I like to collect old books on topics of interest. Naturally, books about poodles are high on the list. Got one today, "The Book Of The Poodle" (The Viking Press 1950) by T.H. Tracy. It's in _excellent_ condition. And here's the added joy... the original owner, who signed the book, had the _same_ first name as my dear departed mother, "Helen"!:love2: As well as an _eerily_ similar signature. When I showed my dh he said, "Wow! That's uncanny!" Getting the book (for $7!) _and _seeing my beloved late mother's name in it made me so _very_ HAPPY! This was a most _wonderful _day! Hope yours was as well. 
:elephant::elephant::elephant::elephant:


----------



## lily cd re (Jul 23, 2012)

Well we didn't win a pink light up poodle from Lowes but we did get there to buy one before they ran out! 

We didn't qualify in utility, but there were good moments and we placed first in both rally advanced and rally excellent today at the Washington Poodle Club show. I am happy for the journey with my girlie girl.


----------



## Indiana (Sep 11, 2011)

Way to go!


----------



## PoodleRick (Mar 18, 2013)

Sitting on the back porch with Penny this misty Saturday morning having a nice hot cup of coffee before anyone else wakes up. That's good stuff right there.

Rick


----------



## lily cd re (Jul 23, 2012)

Rick it is downright rainy over here in Frederick, but the forecast looks like it should dry out. We have the day off today so one of us is sleeping in as is distinctly her preference. Guess who it is!

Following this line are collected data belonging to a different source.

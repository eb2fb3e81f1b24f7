//! Loosely-typed rows as produced by the CSV and spreadsheet readers.

use std::fmt;

use serde::{Deserialize, Serialize};

/// A single parsed cell before normalization.
#[derive(Debug, Clone, Default, PartialEq, Serialize, Deserialize)]
#[serde(untagged)]
pub enum RawValue {
    /// Missing, null, or blank cell.
    #[default]
    Empty,
    Text(String),
    Number(f64),
    Bool(bool),
}

impl RawValue {
    /// Returns true for blank cells and whitespace-only text.
    pub fn is_empty(&self) -> bool {
        match self {
            Self::Empty => true,
            Self::Text(text) => text.trim().is_empty(),
            Self::Number(_) | Self::Bool(_) => false,
        }
    }

    /// Returns the numeric payload, if any.
    pub fn as_number(&self) -> Option<f64> {
        match self {
            Self::Number(value) => Some(*value),
            _ => None,
        }
    }

    /// String form of the cell with surrounding whitespace removed.
    ///
    /// Blank cells become the empty string; numbers use their shortest
    /// decimal form (`35808`, `1.5`).
    pub fn to_trimmed_string(&self) -> String {
        match self {
            Self::Empty => String::new(),
            Self::Text(text) => text.trim().to_string(),
            Self::Number(value) => format_number(*value),
            Self::Bool(value) => value.to_string(),
        }
    }
}

impl fmt::Display for RawValue {
    fn fmt(&self, f: &mut fmt::Formatter<'_>) -> fmt::Result {
        f.write_str(&self.to_trimmed_string())
    }
}

impl From<&str> for RawValue {
    fn from(value: &str) -> Self {
        Self::Text(value.to_string())
    }
}

impl From<String> for RawValue {
    fn from(value: String) -> Self {
        Self::Text(value)
    }
}

impl From<f64> for RawValue {
    fn from(value: f64) -> Self {
        Self::Number(value)
    }
}

impl From<bool> for RawValue {
    fn from(value: bool) -> Self {
        Self::Bool(value)
    }
}

/// Formats a number the way spreadsheet cells are usually shown as text.
pub fn format_number(value: f64) -> String {
    if value.is_nan() {
        "NaN".to_string()
    } else if value.is_infinite() {
        if value > 0.0 { "Infinity" } else { "-Infinity" }.to_string()
    } else if value == 0.0 {
        // Collapses -0 to 0.
        "0".to_string()
    } else {
        value.to_string()
    }
}

/// A header-keyed row with arbitrary field presence.
///
/// Keys keep their source order. Lookups try the exact header first and
/// then fall back to a case-insensitive match on the trimmed header, so
/// `" Name "` and `NAME` both resolve for `name`.
#[derive(Debug, Clone, Default, PartialEq)]
pub struct RawRecord {
    fields: Vec<(String, RawValue)>,
}

impl RawRecord {
    pub fn new() -> Self {
        Self::default()
    }

    /// Builds a record from fields whose keys are already distinct.
    ///
    /// Skips the per-field duplicate check of [`RawRecord::insert`]; readers
    /// use it after header de-duplication. Repeated keys are kept as given
    /// and [`RawRecord::get`] returns the first.
    pub fn from_unique_pairs(fields: Vec<(String, RawValue)>) -> Self {
        Self { fields }
    }

    /// Sets a field, replacing any existing value under the same header.
    pub fn insert(&mut self, key: impl Into<String>, value: RawValue) {
        let key = key.into();
        if let Some(slot) = self.fields.iter_mut().find(|(existing, _)| *existing == key) {
            slot.1 = value;
        } else {
            self.fields.push((key, value));
        }
    }

    /// Builder-style variant of [`RawRecord::insert`].
    #[must_use]
    pub fn with(mut self, key: impl Into<String>, value: impl Into<RawValue>) -> Self {
        self.insert(key, value.into());
        self
    }

    pub fn get(&self, key: &str) -> Option<&RawValue> {
        if let Some((_, value)) = self.fields.iter().find(|(existing, _)| existing == key) {
            return Some(value);
        }
        self.fields
            .iter()
            .find(|(existing, _)| existing.trim().eq_ignore_ascii_case(key))
            .map(|(_, value)| value)
    }

    pub fn len(&self) -> usize {
        self.fields.len()
    }

    pub fn is_empty(&self) -> bool {
        self.fields.is_empty()
    }

    /// Returns true when every field is blank.
    pub fn is_blank(&self) -> bool {
        self.fields.iter().all(|(_, value)| value.is_empty())
    }

    pub fn iter(&self) -> impl Iterator<Item = (&str, &RawValue)> {
        self.fields.iter().map(|(key, value)| (key.as_str(), value))
    }
}

impl<K: Into<String>> FromIterator<(K, RawValue)> for RawRecord {
    fn from_iter<I: IntoIterator<Item = (K, RawValue)>>(iter: I) -> Self {
        let mut record = Self::new();
        for (key, value) in iter {
            record.insert(key, value);
        }
        record
    }
}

When we get up and going we are going to go walk around downtown historic Frederick then go over to the fairgrounds to take in the dog show shopping. After that a vendor I spoke to yesterday suggested Ellicott City as having a dog friendly historic district.


----------



## PoodleRick (Mar 18, 2013)

Gee I wonder who that could be. Ellicott City does have a nice dog friendly historic district as does Frederick but with the weather the way it is now the outdoor cafe thing is pretty much out. When it clears up later it'll be great.

Rick


----------



## Chagall's mom (Jan 9, 2010)

PoodleRick said:


> Sitting on the back porch with Penny this misty Saturday morning having a nice hot cup of coffee before anyone else wakes up. That's good stuff right there.Rick


I'm up too.:yawn2: Please pass the cream!


----------



## Mahlon (Jun 8, 2014)

Another good day today, I got to spoil my wife with her first ever pedicure and manicure (she got purdy gel nails) and seeing her face light up made my day.  As well, Quinn is having an amazing day, she did really well meeting other dogs today (~4-5 we saw today) and has been behaving so very well all around. We even waiting in a line at Starbucks today for about 20 mins and she was PERFECT (and I don't use that word lightly!) and by that I mean settling each time the line moved forward and controlling herself even with all the distractions. So amazed how she knows when its time to work, and its like she flips a switch and becomes Miss Service Dog!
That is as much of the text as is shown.